WITH BRITISH STUDENTS TAKING UP FEWER LANGUAGES THAN THEIR EUROPEAN COUNTERPARTS, IT IS TIME WE STOPPED BEING COMPLACENT

Millions study it; millions more teach it. English as a foreign language has become an extremely lucrative industry and rightly so. The geographical spread of former British colonies – remnants of an empire on which the sun famously never set – as well as America’s economic dominance and the need for a lingua franca have all conspired to assure English’s pre-eminent status. It is one of the United Nations’ six official tongues, in addition to being the prime language for aircraft communications, scientific reports and business transactions. It is vital for diplomats, entrepreneurs and journalists alike.

But this is no excuse for not learning other languages. In fact, three quarters of the world’s population does not speak English, despite its stronghold. This statistic becomes even starker when you realize that it’s just one among over 6,000 varieties that make up our linguistic diversity. This includes not only curriculum staples like French and Spanish, but less widely taught ones like Gujarati, Swahili and Arabic, the latter being important for our national security.

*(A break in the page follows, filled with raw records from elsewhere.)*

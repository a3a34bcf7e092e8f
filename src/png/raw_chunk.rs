use super::*;

use crate::AsciiArray;

/// An unparsed chunk from a PNG.
#[derive(Clone, Copy, PartialEq, Eq, PartialOrd, Ord, Hash)]
pub struct PngRawChunk<'b> {
  /// Byte index of the chunk (its length field) within the full PNG bytes.
  pub offset: usize,
  pub type_: AsciiArray<4>,
  pub data: &'b [u8],
  pub declared_crc: u32,
}
impl fmt::Debug for PngRawChunk<'_> {
  #[inline]
  fn fmt(&self, f: &mut fmt::Formatter<'_>) -> fmt::Result {
    f.debug_struct("PngRawChunk")
      .field("offset", &self.offset)
      .field("type_", &self.type_)
      .field("data", &(&self.data[..self.data.len().min(12)], self.data.len()))
      .field("declared_crc", &self.declared_crc)
      .finish()
  }
}

/// An iterator that produces successive raw chunks from PNG bytes.
///
/// This never panics, even on random data. It stops at the first chunk that
/// doesn't fully fit in the remaining bytes.
#[derive(Debug, Clone, PartialEq, Eq, PartialOrd, Ord, Hash)]
pub struct PngRawChunkIter<'b> {
  bytes: &'b [u8],
  offset: usize,
}
impl<'b> PngRawChunkIter<'b> {
  /// Pass the full PNG bytes, it will skip the PNG signature automatically.
  ///
  /// The signature isn't checked, whatever the first 8 bytes are get skipped.
  #[inline]
  pub const fn new(bytes: &'b [u8]) -> Self {
    match bytes {
      [_, _, _, _, _, _, _, _, rest @ ..] => Self { bytes: rest, offset: 8 },
      _ => Self { bytes: &[], offset: 0 },
    }
  }
}
impl<'b> Iterator for PngRawChunkIter<'b> {
  type Item = PngRawChunk<'b>;
  #[inline]
  fn next(&mut self) -> Option<Self::Item> {
    let (len_bytes, rest) = crate::try_pull_byte_array::<4>(self.bytes)?;
    let chunk_len = u32::from_be_bytes(len_bytes) as usize;
    let (type_bytes, rest) = crate::try_pull_byte_array::<4>(rest)?;
    if rest.len() < chunk_len {
      self.bytes = &[];
      return None;
    }
    let (data, rest) = rest.split_at(chunk_len);
    let (crc_bytes, rest) = crate::try_pull_byte_array::<4>(rest)?;
    let chunk = PngRawChunk {
      offset: self.offset,
      type_: AsciiArray(type_bytes),
      data,
      declared_crc: u32::from_be_bytes(crc_bytes),
    };
    self.offset += 12 + chunk_len;
    self.bytes = rest;
    Some(chunk)
  }
}

/// Walks the chunks and gives the byte index of the first `IDAT` chunk.
///
/// This is what the fixed offset *should* have been for this file.
#[inline]
#[must_use]
pub fn png_walk_idat_offset(png: &[u8]) -> Option<usize> {
  PngRawChunkIter::new(png).find(|chunk| chunk.type_ == *b"IDAT").map(|chunk| chunk.offset)
}
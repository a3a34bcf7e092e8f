#![no_std]
#![cfg_attr(docs_rs, feature(doc_cfg))]

//! Fixed-offset peeking at BMP and PNG files.
//!
//! This is a debugging aid for asset pipelines, not an image decoder. Each
//! format module reads a handful of values at *fixed* byte offsets that are
//! correct for the common, simple layout of that format, and hands back
//! borrowed slices of the file. Nothing is validated: if a file doesn't use
//! the assumed layout you get nonsense values, not an error. The only errors
//! are running off the end of the data and (for PNG) the zlib stream failing
//! to inflate.
//!
//! The `bmp_peek` and `png_peek` binaries print what these functions return.

#[cfg(feature = "alloc")]
extern crate alloc;

#[cfg(any(test, feature = "std"))]
extern crate std;

#[cfg(target_pointer_width = "16")]
compile_error!("this crate assumes 32-bit or bigger pointers!");

pub mod ascii_array;
pub use ascii_array::*;

pub mod byte_repr;
pub use byte_repr::*;

mod parser_helpers;
pub(crate) use parser_helpers::*;

#[cfg(feature = "png")]
#[cfg_attr(docs_rs, doc(cfg(feature = "png")))]
pub mod png;

#[cfg(feature = "bmp")]
#[cfg_attr(docs_rs, doc(cfg(feature = "bmp")))]
pub mod bmp;
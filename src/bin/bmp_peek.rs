//! Prints the width and height of a BMP, the bytes from offset 70 onward, and
//! that byte count over 4.
//!
//! `bmp_peek <path-to-bmp>`
//!
//! Set `RUST_LOG=debug` to see the decoded header on stderr.

use imgpeek::{
  bmp::{bmp_peek_dimensions, BmpPixelRegion},
  ByteLit,
};

fn main() -> Result<(), Box<dyn std::error::Error>> {
  env_logger::init();

  let path = std::env::args_os().nth(1).ok_or("usage: bmp_peek <path-to-bmp>")?;
  let path = std::path::Path::new(&path);
  let bytes = std::fs::read(path)?;
  log::debug!("read {} bytes from `{}`", bytes.len(), path.display());

  let dimensions = bmp_peek_dimensions(&bytes)?;
  println!("{dimensions:?}");

  let pixels = BmpPixelRegion::from_bmp_bytes(&bytes);
  println!("{}", ByteLit(pixels.as_bytes()));
  println!("{:?}", pixels.assumed_pixel_count());
  Ok(())
}
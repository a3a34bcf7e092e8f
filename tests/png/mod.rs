use imgpeek::png::{
  png_peek_dimensions, png_walk_idat_offset, FixedIdat, PngError, PngRawChunkIter,
  PNG_ASSUMED_IDAT_OFFSET,
};
use miniz_oxide::deflate::compress_to_vec_zlib;
use walkdir::WalkDir;

#[test]
fn test_png_dimensions_from_ihdr() {
  for (w, h) in [(1, 1), (256, 3), (4096, 4096)] {
    let png = super::synthetic_png(w, h, &[], &[]);
    assert_eq!(png_peek_dimensions(&png), Ok((w, h)));
  }
}

#[test]
fn test_png_zlib_round_trip_at_fixed_offsets() {
  // 3x2 RGB with a filter byte at the start of each line
  let original: Vec<u8> = [0, 10, 20, 30, 40, 50, 60, 70, 80, 90, 1, 11, 21, 31, 41, 51, 61, 71, 81, 91]
    .to_vec();
  let compressed = compress_to_vec_zlib(&original, 9);
  let png = super::synthetic_png(3, 2, &[], &compressed);

  let idat = FixedIdat::from_png_bytes(&png).unwrap();
  assert_eq!(idat.declared_len() as usize, compressed.len());
  assert_eq!(idat.as_bytes(), &png[41..41 + compressed.len()]);
  assert_eq!(idat.inflate(), Ok(original));
}

#[test]
fn test_png_random_payload_round_trip() {
  let original = super::rand_bytes(5000);
  let compressed = compress_to_vec_zlib(&original, 1);
  let png = super::synthetic_png(50, 25, &[], &compressed);
  assert_eq!(FixedIdat::from_png_bytes(&png).unwrap().inflate(), Ok(original));
}

#[test]
fn test_png_too_short_for_fixed_offsets() {
  let png = super::synthetic_png(1, 1, &[], &compress_to_vec_zlib(b"abc", 6));
  assert_eq!(png_peek_dimensions(&png[..23]), Err(PngError::InsufficientBytes));
  assert_eq!(png_peek_dimensions(&png[..24]), Ok((1, 1)));
  assert_eq!(FixedIdat::from_png_bytes(&png[..36]), Err(PngError::InsufficientBytes));
}

#[test]
fn test_png_ancillary_chunk_is_a_known_limitation() {
  let original = b"the real scanlines".to_vec();
  let compressed = compress_to_vec_zlib(&original, 6);
  let phys = super::png_chunk(b"pHYs", &[0, 0, 11, 19, 0, 0, 11, 19, 1]);
  let png = super::synthetic_png(4, 1, &[phys], &compressed);

  // the fixed offset lands on pHYs instead of IDAT
  let idat = FixedIdat::from_png_bytes(&png).unwrap();
  assert_eq!(idat.declared_len(), 9);
  assert_eq!(&png[37..41], b"pHYs");
  assert!(matches!(idat.inflate(), Err(PngError::Decompression(_))));

  // while walking the chunks finds where IDAT actually is
  let real = png_walk_idat_offset(&png).unwrap();
  assert_eq!(real, PNG_ASSUMED_IDAT_OFFSET + 12 + 9);
  assert_ne!(real, PNG_ASSUMED_IDAT_OFFSET);
}

#[test]
fn test_png_truncated_payload_is_clamped() {
  let compressed = compress_to_vec_zlib(&[7; 64], 6);
  let png = super::synthetic_png(4, 4, &[], &compressed);
  let cut = &png[..41 + compressed.len() / 2];
  let idat = FixedIdat::from_png_bytes(cut).unwrap();
  assert_eq!(idat.declared_len() as usize, compressed.len());
  assert_eq!(idat.as_bytes(), &compressed[..compressed.len() / 2]);
  assert!(matches!(idat.inflate(), Err(PngError::Decompression(_))));
}

#[test]
fn test_PngRawChunkIter_offsets() {
  let gama = super::png_chunk(b"gAMA", &[0, 0, 177, 143]);
  let png = super::synthetic_png(1, 1, &[gama], &[9, 9, 9]);
  let found: Vec<(usize, [u8; 4], usize)> =
    PngRawChunkIter::new(&png).map(|c| (c.offset, c.type_.0, c.data.len())).collect();
  assert_eq!(found, [(8, *b"IHDR", 13), (33, *b"gAMA", 4), (49, *b"IDAT", 3), (64, *b"IEND", 0)]);
  // cut into the middle of the IDAT data
  assert_eq!(PngRawChunkIter::new(&png[..55]).count(), 2);
  assert_eq!(png_walk_idat_offset(&png[..55]), None);
}

#[rustfmt::skip]
const RGBA_3X2_SCANLINES: [u8; 26] = [
  0, 0, 0, 200, 255, 80, 0, 200, 255, 160, 0, 200, 255,
  0, 0, 120, 200, 255, 80, 120, 200, 255, 160, 120, 200, 255,
];

#[test]
fn test_png_fixture_plain() {
  let png = std::fs::read("tests/images/rgba_3x2.png").unwrap();
  assert_eq!(png_peek_dimensions(&png), Ok((3, 2)));
  assert_eq!(png_walk_idat_offset(&png), Some(PNG_ASSUMED_IDAT_OFFSET));
  let idat = FixedIdat::from_png_bytes(&png).unwrap();
  assert_eq!(idat.declared_len(), 27);
  assert_eq!(idat.inflate(), Ok(RGBA_3X2_SCANLINES.to_vec()));
}

#[test]
fn test_png_fixture_with_srgb_chunk() {
  let png = std::fs::read("tests/images/rgba_3x2_srgb.png").unwrap();
  assert_eq!(png_peek_dimensions(&png), Ok((3, 2)));
  // sRGB is 13 bytes in total, pushing IDAT along
  assert_eq!(png_walk_idat_offset(&png), Some(PNG_ASSUMED_IDAT_OFFSET + 13));
  let idat = FixedIdat::from_png_bytes(&png).unwrap();
  assert_eq!(idat.declared_len(), 1);
  assert_eq!(idat.as_bytes(), &[0]);
  assert!(idat.inflate().is_err());
}

#[test]
fn test_PngRawChunkIter_no_panics() {
  // iter ALL files in the test folder, even non-png files shouldn't panic it.
  for entry in WalkDir::new("tests/").into_iter().filter_map(|e| e.ok()) {
    if entry.file_type().is_dir() {
      continue;
    }
    println!("{}", entry.path().display());
    let v = match std::fs::read(entry.path()) {
      Ok(v) => v,
      Err(e) => {
        println!("Error reading file: {e:?}");
        continue;
      }
    };
    for _ in PngRawChunkIter::new(&v) {
      //
    }
    if let Ok(idat) = FixedIdat::from_png_bytes(&v) {
      let _ = idat.inflate();
    }
  }
  // even totally random data should never panic the iterator!
  for _ in 0..10 {
    let v = super::rand_bytes(1024);
    for _ in PngRawChunkIter::new(&v) {
      //
    }
    let _ = png_peek_dimensions(&v);
    if let Ok(idat) = FixedIdat::from_png_bytes(&v) {
      let _ = idat.inflate();
    }
  }
}
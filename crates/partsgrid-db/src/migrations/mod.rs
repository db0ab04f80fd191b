//! The ordered migration pipeline.
//!
//! Forward order:
//!
//! 1. baseline legacy schema (shared `products` catalog, `shop_products` as
//!    thin stock/price overlays, `order_items` keyed by product + shop)
//! 2. shop-product autonomy: descriptive columns land on `shop_products`
//!    with placeholder defaults (additive)
//! 3. enrichment backfill from the legacy catalog + slug rebuild
//! 4. order-item re-key: `shop_product_id` column + heuristic backfill
//! 5. finalization: NOT NULL promotions, unique slug backstop, legacy
//!    column drops (destructive, gated)
//! 6. vehicles, vehicle models, ordered product images (additive)
//! 7. drop of the superseded single-image column (destructive, gated)
//! 8. compatibility moves from vehicle level to vehicle-model level
//!
//! Additive and destructive steps are separate migrations throughout, so a
//! partially-run pipeline never rejects valid existing data and the operator
//! can `verify` between phases.

mod m2024_10_01_000000_baseline_schema;
mod m2024_11_13_120000_shop_product_autonomy;
mod m2024_11_20_090000_enrich_shop_products;
mod m2024_12_01_090000_rekey_order_items;
mod m2024_12_15_100000_finalize_autonomy;
mod m2026_01_03_120000_vehicles_and_images;
mod m2026_01_05_100000_drop_legacy_image_column;
mod m2026_01_09_140000_vehicle_model_compat;

use regrade::Gate;

/// Sentinel name for shop products created before enrichment.
///
/// Distinguishes "not yet enriched" rows from genuinely named ones; every
/// backfill predicate and finalization gate keys off it.
pub const PLACEHOLDER_NAME: &str = "Unknown Product";

/// Sentinel slug matching [`PLACEHOLDER_NAME`].
pub const PLACEHOLDER_SLUG: &str = "unknown-product";

/// Holds once every shop product has been enriched past the placeholder.
pub const ENRICHED_GATE: Gate<'static> = Gate {
    description: "shop products still carrying the 'Unknown Product' placeholder",
    blocking_sql: "SELECT count(*) FROM shop_products WHERE name = 'Unknown Product'",
};

/// Holds once every shop product has a price.
pub const PRICED_GATE: Gate<'static> = Gate {
    description: "shop products without a price",
    blocking_sql: "SELECT count(*) FROM shop_products WHERE price IS NULL",
};

/// Holds once every order item has been re-keyed to a shop product.
pub const REKEYED_GATE: Gate<'static> = Gate {
    description: "order items not yet re-keyed to a shop product",
    blocking_sql: "SELECT count(*) FROM order_items WHERE shop_product_id IS NULL",
};

/// Holds once no shop shares a slug between two of its products.
pub const UNIQUE_SLUG_GATE: Gate<'static> = Gate {
    description: "duplicate (shop, slug) pairs",
    blocking_sql: r#"
        SELECT count(*) FROM (
            SELECT 1 FROM shop_products
            GROUP BY shop_id, slug
            HAVING count(*) > 1
        ) dup
    "#,
};

/// One-time snapshot of product and shop names onto re-keyed items.
///
/// Guarded by `product_name IS NULL`: once written, a snapshot is never
/// refreshed from the live catalog. Runs during the re-key migration and
/// again at finalization, so items re-keyed by hand between the two still
/// get their snapshots.
pub(crate) const SNAPSHOT_NAMES: &str = r#"
UPDATE order_items oi
SET product_name = sp.name,
    shop_name = s.name
FROM shop_products sp
JOIN shops s ON s.id = sp.shop_id
WHERE sp.id = oi.shop_product_id
  AND oi.product_name IS NULL
"#;

/// Count of order items with no re-key candidate at all.
pub const UNMATCHED_ORDER_ITEMS_SQL: &str = r#"
SELECT count(*)
FROM order_items oi
WHERE oi.shop_product_id IS NULL
  AND NOT EXISTS (
      SELECT 1
      FROM shop_products sp
      JOIN products p ON p.id = oi.product_id
      WHERE sp.shop_id = oi.shop_id
        AND (p.name = sp.name
             OR (p.oe_number IS NOT NULL AND p.oe_number = sp.oe_number))
  )
"#;

/// Count of order items with more than one re-key candidate.
pub const AMBIGUOUS_ORDER_ITEMS_SQL: &str = r#"
SELECT count(*)
FROM (
    SELECT oi.id
    FROM order_items oi
    JOIN shop_products sp ON sp.shop_id = oi.shop_id
    JOIN products p ON p.id = oi.product_id
    WHERE oi.shop_product_id IS NULL
      AND (p.name = sp.name
           OR (p.oe_number IS NOT NULL AND p.oe_number = sp.oe_number))
    GROUP BY oi.id
    HAVING count(*) > 1
) ambiguous
"#;
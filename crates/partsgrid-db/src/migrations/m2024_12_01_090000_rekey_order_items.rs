//! Migration: rekey-order-items
//!
//! Adds `order_items.shop_product_id` and backfills it by matching the
//! legacy `(product_id, shop_id)` pair against the now-autonomous shop
//! products. The match is a best-effort heuristic, not an exact key join: a
//! candidate shop product shares the order item's shop and matches the
//! legacy product by name or OE number. Only order items with exactly one
//! candidate are written; ambiguous and unmatched rows are surfaced for
//! manual reconciliation and block the finalization migration.
//!
//! Also adds the purchase-time snapshot columns (`product_name`,
//! `shop_name`) so historical orders stop depending on live catalog rows.

use regrade::{MatchRule, MigrationContext, Phase, Result, run_backfill};

use super::{AMBIGUOUS_ORDER_ITEMS_SQL, SNAPSHOT_NAMES, UNMATCHED_ORDER_ITEMS_SQL};

/// Heuristic re-key of order items onto shop products.
pub struct OrderItemRekey;

impl MatchRule for OrderItemRekey {
    fn description(&self) -> &str {
        "order-item re-key onto shop products"
    }

    fn update_sql(&self) -> String {
        // HAVING count(*) = 1 restricts to unambiguous candidates; the
        // aggregate is only there to satisfy the GROUP BY.
        r#"
UPDATE order_items oi
SET shop_product_id = one.shop_product_id
FROM (
    SELECT oi2.id AS order_item_id,
           min(sp.id::text)::uuid AS shop_product_id
    FROM order_items oi2
    JOIN shop_products sp ON sp.shop_id = oi2.shop_id
    JOIN products p ON p.id = oi2.product_id
    WHERE oi2.shop_product_id IS NULL
      AND (p.name = sp.name
           OR (p.oe_number IS NOT NULL AND p.oe_number = sp.oe_number))
    GROUP BY oi2.id
    HAVING count(*) = 1
) one
WHERE oi.id = one.order_item_id
"#
        .to_string()
    }

    fn unmatched_sql(&self) -> String {
        UNMATCHED_ORDER_ITEMS_SQL.to_string()
    }

    fn ambiguous_sql(&self) -> Option<String> {
        Some(AMBIGUOUS_ORDER_ITEMS_SQL.to_string())
    }
}

async fn apply(ctx: &MigrationContext<'_>) -> Result<()> {
    // Nullable for now; promoted NOT NULL by the finalization migration
    // once the backfill is verifiably complete. No cascade: deleting a shop
    // product must not delete order history.
    ctx.add_column_if_absent(
        "order_items",
        "shop_product_id",
        "UUID REFERENCES shop_products (id)",
    )
    .await?;
    ctx.add_column_if_absent("order_items", "product_name", "TEXT").await?;
    ctx.add_column_if_absent("order_items", "shop_name", "TEXT").await?;
    ctx.create_index_if_absent(
        "idx_order_items_shop_product_id",
        "CREATE INDEX idx_order_items_shop_product_id ON order_items (shop_product_id)",
    )
    .await?;

    let outcome = run_backfill(ctx.transaction(), &OrderItemRekey).await?;
    tracing::info!(
        updated = outcome.updated,
        unmatched = outcome.unmatched,
        ambiguous = outcome.ambiguous,
        "order-item re-key backfill"
    );

    ctx.execute(SNAPSHOT_NAMES).await?;

    Ok(())
}

async fn revert(ctx: &MigrationContext<'_>) -> Result<()> {
    // Purely structural: the re-key is re-derivable from the legacy columns,
    // which are still present at this point in the pipeline.
    ctx.execute("DROP INDEX IF EXISTS idx_order_items_shop_product_id").await?;
    ctx.execute("ALTER TABLE order_items DROP COLUMN IF EXISTS shop_name").await?;
    ctx.execute("ALTER TABLE order_items DROP COLUMN IF EXISTS product_name").await?;
    ctx.execute("ALTER TABLE order_items DROP COLUMN IF EXISTS shop_product_id").await?;
    Ok(())
}

regrade::register_migration! {
    version: "2024_12_01_090000",
    name: "rekey-order-items",
    phase: Phase::Additive,
    apply: apply,
    revert: revert,
}

#[cfg(test)]
mod tests {
    use super::*;

    #[test]
    fn test_update_restricts_to_single_candidate() {
        let sql = OrderItemRekey.update_sql();
        assert!(sql.contains("HAVING count(*) = 1"));
        assert!(sql.contains("oi2.shop_product_id IS NULL"));
    }

    #[test]
    fn test_rule_separates_ambiguous_from_unmatched() {
        let ambiguous = OrderItemRekey.ambiguous_sql().unwrap();
        assert!(ambiguous.contains("HAVING count(*) > 1"));
        assert!(OrderItemRekey.unmatched_sql().contains("NOT EXISTS"));
    }

    #[test]
    fn test_snapshot_written_once() {
        assert!(SNAPSHOT_NAMES.contains("oi.product_name IS NULL"));
    }
}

Multilingualism also has cultural benefits. Knowing another language provides a window on other civilisations that simply is not possible otherwise. It lets you delve into areas off the beaten tourist track. It enables you to read novels in ways a translation could not capture. It helps to frame the world from others’ perspective, not our own.

In political terms, language-learning is essential for effective foreign policy. It enables nations to build bridges – not destroy them – and reach out to distant lands far beyond their own borders. Languages are crucial if we want our children to inherit a more peaceful society with an internationally-driven ethos.

One university student has said: “If you are travelling the world, speaking the language is better than shouting.” But even if you don’t intend to make regular trips to far-flung corners, the vast array of tongues you might hear spoken on a single London bus shows the importance of languages for fostering our own sense of an inclusive national community. Global citizenship can be promoted at home as well as abroad by encouraging mutual understanding between host and immigrant populations, through learning each other’s languages.

Studying other languages might help the environment too: research shows linguistic diversity and biodiversity are strongly correlated. Evidence even suggests that the relationship might be causal. By 2100 we could lose nearly half of the planet’s languages. This would be disastrous not only for our ecosystems, but also our human heritage.

The UK Subject Centre for Languages has published a list of some 700 reasons to study languages, of which the above is a small sample. But perhaps most tellingly of all, the German writer Goethe pointed out: “Those who know nothing of a foreign language know nothing of their own.” It’s time we put languages back on the agenda.